►

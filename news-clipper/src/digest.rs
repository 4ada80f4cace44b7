use crate::normalizer::clean_text;
use crate::time::TimeNormalizer;
use crate::types::NewsItem;
use chrono::{DateTime, FixedOffset};
use tracing::debug;

pub const DIGEST_TITLE: &str = "한국 정치 뉴스 클리핑";

const CELL_STYLE: &str = "padding: 12px; border: 2px solid #333; vertical-align: top;";
const HEADER_CELL_STYLE: &str = "background-color: #4a4a4a; color: white; padding: 12px; text-align: left; font-weight: bold; border: 2px solid #333; font-size: 14px;";

/// Renders the final item list as an email-friendly HTML page (inline styles
/// only) plus a plain-text alternative.
#[derive(Debug, Clone, Default)]
pub struct DigestRenderer {
    time: TimeNormalizer,
}

impl DigestRenderer {
    pub fn new(time: TimeNormalizer) -> Self {
        Self { time }
    }

    pub fn render(&self, items: &[NewsItem], generated_at: DateTime<FixedOffset>) -> String {
        debug!("Rendering HTML digest with {} items", items.len());

        let mut html = String::with_capacity(4096 + items.len() * 1024);
        html.push_str(&format!(
            r#"<!DOCTYPE html>
<html>
<head>
    <meta charset="UTF-8">
    <title>{title}</title>
</head>
<body style="font-family: 'Malgun Gothic', Arial, sans-serif; margin: 20px; background-color: #f5f5f5;">
    <div style="background-color: white; border-radius: 8px; overflow: hidden; box-shadow: 0 2px 10px rgba(0,0,0,0.1);">
        <div style="background: linear-gradient(135deg, #667eea 0%, #764ba2 100%); color: white; padding: 20px; text-align: center;">
            <h2 style="margin: 0; font-size: 24px;">🗞️ {title}</h2>
            <p style="margin: 5px 0 0 0; opacity: 0.9;">{date} | 총 {count}개 기사</p>
        </div>
        <table style="width: 100%; border-collapse: collapse; border: 2px solid #333; background-color: white;">
            <thead>
                <tr>
                    <th style="{th}" width="40%">제목</th>
                    <th style="{th}" width="35%">내용</th>
                    <th style="{th}" width="15%">언론사</th>
                    <th style="{th}" width="10%">시간</th>
                </tr>
            </thead>
            <tbody>
"#,
            title = DIGEST_TITLE,
            date = generated_at.format("%Y년 %m월 %d일"),
            count = items.len(),
            th = HEADER_CELL_STYLE,
        ));

        for (i, item) in items.iter().enumerate() {
            let background = if (i + 1) % 2 == 0 { "#f8fafc" } else { "white" };
            html.push_str(&format!(
                r#"                <tr>
                    <td style="{cell} background-color: {bg}; font-weight: bold;">
                        <a href="{link}" target="_blank" style="text-decoration: none; color: #333;">{title}</a>
                    </td>
                    <td style="{cell} background-color: {bg}; color: #666; font-size: 14px; line-height: 1.4;">{summary}</td>
                    <td style="{cell} background-color: {bg};">
                        <span style="display: inline-block; background-color: #e9ecef; color: #495057; padding: 4px 8px; border-radius: 12px; font-size: 12px; font-weight: bold;">{source}</span>
                    </td>
                    <td style="{cell} background-color: {bg}; color: #6c757d; font-size: 12px;">{time}</td>
                </tr>
"#,
                cell = CELL_STYLE,
                bg = background,
                link = html_escape::encode_double_quoted_attribute(&item.link),
                title = safe_text(&item.title),
                summary = safe_text(&item.summary),
                source = safe_text(&item.source),
                time = self.time.to_display_time(&item.published),
            ));
        }

        html.push_str(
            r#"            </tbody>
        </table>
        <div style="background-color: #f8f9fa; padding: 15px; text-align: center; color: #6c757d; font-size: 12px;">
            📧 한국 정치 뉴스 자동 클리핑 | 매일 오전 발송
        </div>
    </div>
</body>
</html>
"#,
        );

        html
    }

    pub fn render_text(&self, items: &[NewsItem], generated_at: DateTime<FixedOffset>) -> String {
        let mut text = format!(
            "{}\n{} | 총 {}개 기사\n\n",
            DIGEST_TITLE,
            generated_at.format("%Y년 %m월 %d일"),
            items.len()
        );

        for (i, item) in items.iter().enumerate() {
            text.push_str(&format!(
                "{}. [{}] {} ({})\n",
                i + 1,
                item.source,
                item.title,
                self.time.to_display_time(&item.published)
            ));
            if !item.summary.is_empty() {
                text.push_str(&format!("   {}\n", item.summary));
            }
            text.push_str(&format!("   {}\n\n", item.link));
        }

        text
    }
}

/// Plain text safe to place inside an HTML element.
pub fn safe_text(text: &str) -> String {
    html_escape::encode_text(&clean_text(text)).into_owned()
}
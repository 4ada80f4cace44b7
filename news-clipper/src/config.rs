//! Run configuration, assembled once at startup and passed down.

use crate::collector::DEFAULT_PER_SOURCE_LIMIT;
use crate::dedup::DEFAULT_SIMILARITY_THRESHOLD;
use crate::normalizer::DEFAULT_SUMMARY_MAX_CHARS;
use crate::time::TimeNormalizer;
use crate::types::FetchConfig;
use chrono::FixedOffset;
use std::fmt;
use std::path::PathBuf;

pub const DEFAULT_SMTP_SERVER: &str = "smtp.gmail.com";
pub const DEFAULT_SMTP_PORT: u16 = 587;
pub const DEFAULT_SMTP_TIMEOUT_SECONDS: u64 = 30;

pub const ENV_SMTP_SERVER: &str = "SMTP_SERVER";
pub const ENV_SMTP_PORT: &str = "SMTP_PORT";
pub const ENV_SENDER_EMAIL: &str = "SENDER_EMAIL";
pub const ENV_SENDER_PASSWORD: &str = "SENDER_PASSWORD";
pub const ENV_RECIPIENT_EMAIL: &str = "RECIPIENT_EMAIL";

/// Order of the final item list.
#[derive(Debug, Clone, Copy, Default, PartialEq, Eq, clap::ValueEnum)]
pub enum SortOrder {
    /// Raw `published` strings, descending.
    #[default]
    Lexical,
    /// Parsed timestamps, newest first; unparseable last.
    Chronological,
}

#[derive(Clone)]
pub struct SmtpSettings {
    pub server: String,
    pub port: u16,
    pub sender: Option<String>,
    pub password: Option<String>,
    pub timeout_seconds: u64,
}

// Hand-written so the password never reaches the logs.
impl fmt::Debug for SmtpSettings {
    fn fmt(&self, f: &mut fmt::Formatter<'_>) -> fmt::Result {
        f.debug_struct("SmtpSettings")
            .field("server", &self.server)
            .field("port", &self.port)
            .field("sender", &self.sender)
            .field("password", &self.password.as_ref().map(|_| "***"))
            .field("timeout_seconds", &self.timeout_seconds)
            .finish()
    }
}

#[derive(Debug, Clone)]
pub struct ClipperConfig {
    pub smtp: SmtpSettings,
    pub recipient: Option<String>,
    pub output_dir: PathBuf,
    pub per_source_limit: usize,
    pub summary_max_chars: usize,
    pub similarity_threshold: f64,
    pub dedupe: bool,
    pub sort_order: SortOrder,
    pub display_offset: FixedOffset,
    pub fetch: FetchConfig,
}

impl ClipperConfig {
    pub fn from_env() -> Self {
        Self::from_lookup(|key| std::env::var(key).ok())
    }

    /// Build from an arbitrary variable lookup. Blank values count as unset and
    /// an unparsable port falls back to the default.
    pub fn from_lookup<F>(lookup: F) -> Self
    where
        F: Fn(&str) -> Option<String>,
    {
        let get = |key: &str| {
            lookup(key)
                .map(|v| v.trim().to_string())
                .filter(|v| !v.is_empty())
        };

        let port = get(ENV_SMTP_PORT)
            .and_then(|v| v.parse().ok())
            .unwrap_or(DEFAULT_SMTP_PORT);

        Self {
            smtp: SmtpSettings {
                server: get(ENV_SMTP_SERVER).unwrap_or_else(|| DEFAULT_SMTP_SERVER.to_string()),
                port,
                sender: get(ENV_SENDER_EMAIL),
                password: get(ENV_SENDER_PASSWORD),
                timeout_seconds: DEFAULT_SMTP_TIMEOUT_SECONDS,
            },
            recipient: get(ENV_RECIPIENT_EMAIL),
            output_dir: PathBuf::from("."),
            per_source_limit: DEFAULT_PER_SOURCE_LIMIT,
            summary_max_chars: DEFAULT_SUMMARY_MAX_CHARS,
            similarity_threshold: DEFAULT_SIMILARITY_THRESHOLD,
            dedupe: true,
            sort_order: SortOrder::default(),
            display_offset: TimeNormalizer::default().offset(),
            fetch: FetchConfig::default(),
        }
    }

    /// Names of the delivery settings that are missing. Non-empty means the
    /// digest is written to a local file instead of being mailed.
    pub fn missing_delivery_settings(&self) -> Vec<&'static str> {
        let mut missing = Vec::new();
        if self.smtp.sender.is_none() {
            missing.push(ENV_SENDER_EMAIL);
        }
        if self.smtp.password.is_none() {
            missing.push(ENV_SENDER_PASSWORD);
        }
        if self.recipient.is_none() {
            missing.push(ENV_RECIPIENT_EMAIL);
        }
        missing
    }

    pub fn local_mode(&self) -> bool {
        !self.missing_delivery_settings().is_empty()
    }

    pub fn time_normalizer(&self) -> TimeNormalizer {
        TimeNormalizer::new(self.display_offset)
    }
}

impl Default for ClipperConfig {
    fn default() -> Self {
        Self::from_lookup(|_| None)
    }
}

#[cfg(test)]
mod tests {
    use super::*;
    use std::collections::HashMap;

    fn lookup(vars: &[(&str, &str)]) -> impl Fn(&str) -> Option<String> {
        let map: HashMap<String, String> = vars
            .iter()
            .map(|(k, v)| (k.to_string(), v.to_string()))
            .collect();
        move |key| map.get(key).cloned()
    }

    #[test]
    fn defaults_without_environment() {
        let config = ClipperConfig::default();
        assert_eq!(config.smtp.server, DEFAULT_SMTP_SERVER);
        assert_eq!(config.smtp.port, DEFAULT_SMTP_PORT);
        assert_eq!(config.per_source_limit, 5);
        assert_eq!(config.summary_max_chars, 150);
        assert_eq!(config.sort_order, SortOrder::Lexical);
        assert_eq!(config.display_offset.local_minus_utc(), 9 * 3600);
        assert!(config.local_mode());
        assert_eq!(
            config.missing_delivery_settings(),
            [ENV_SENDER_EMAIL, ENV_SENDER_PASSWORD, ENV_RECIPIENT_EMAIL]
        );
    }

    #[test]
    fn reads_delivery_settings() {
        let config = ClipperConfig::from_lookup(lookup(&[
            (ENV_SMTP_SERVER, "smtp.example.kr"),
            (ENV_SMTP_PORT, "2525"),
            (ENV_SENDER_EMAIL, "clipper@example.kr"),
            (ENV_SENDER_PASSWORD, "app-password"),
            (ENV_RECIPIENT_EMAIL, "desk@example.kr"),
        ]));
        assert_eq!(config.smtp.server, "smtp.example.kr");
        assert_eq!(config.smtp.port, 2525);
        assert!(!config.local_mode());
        assert!(!format!("{:?}", config).contains("app-password"));
    }

    #[test]
    fn bad_port_and_blank_values_fall_back() {
        let config = ClipperConfig::from_lookup(lookup(&[
            (ENV_SMTP_PORT, "not-a-port"),
            (ENV_SENDER_EMAIL, "   "),
            (ENV_SENDER_PASSWORD, "pw"),
            (ENV_RECIPIENT_EMAIL, "desk@example.kr"),
        ]));
        assert_eq!(config.smtp.port, DEFAULT_SMTP_PORT);
        assert_eq!(config.smtp.sender, None);
        assert_eq!(config.missing_delivery_settings(), [ENV_SENDER_EMAIL]);
    }
}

◄

EXERCISE BRIEF: Report the number of lines above containing the word "margin", with no other text.

WRITTEN SOLUTION: 3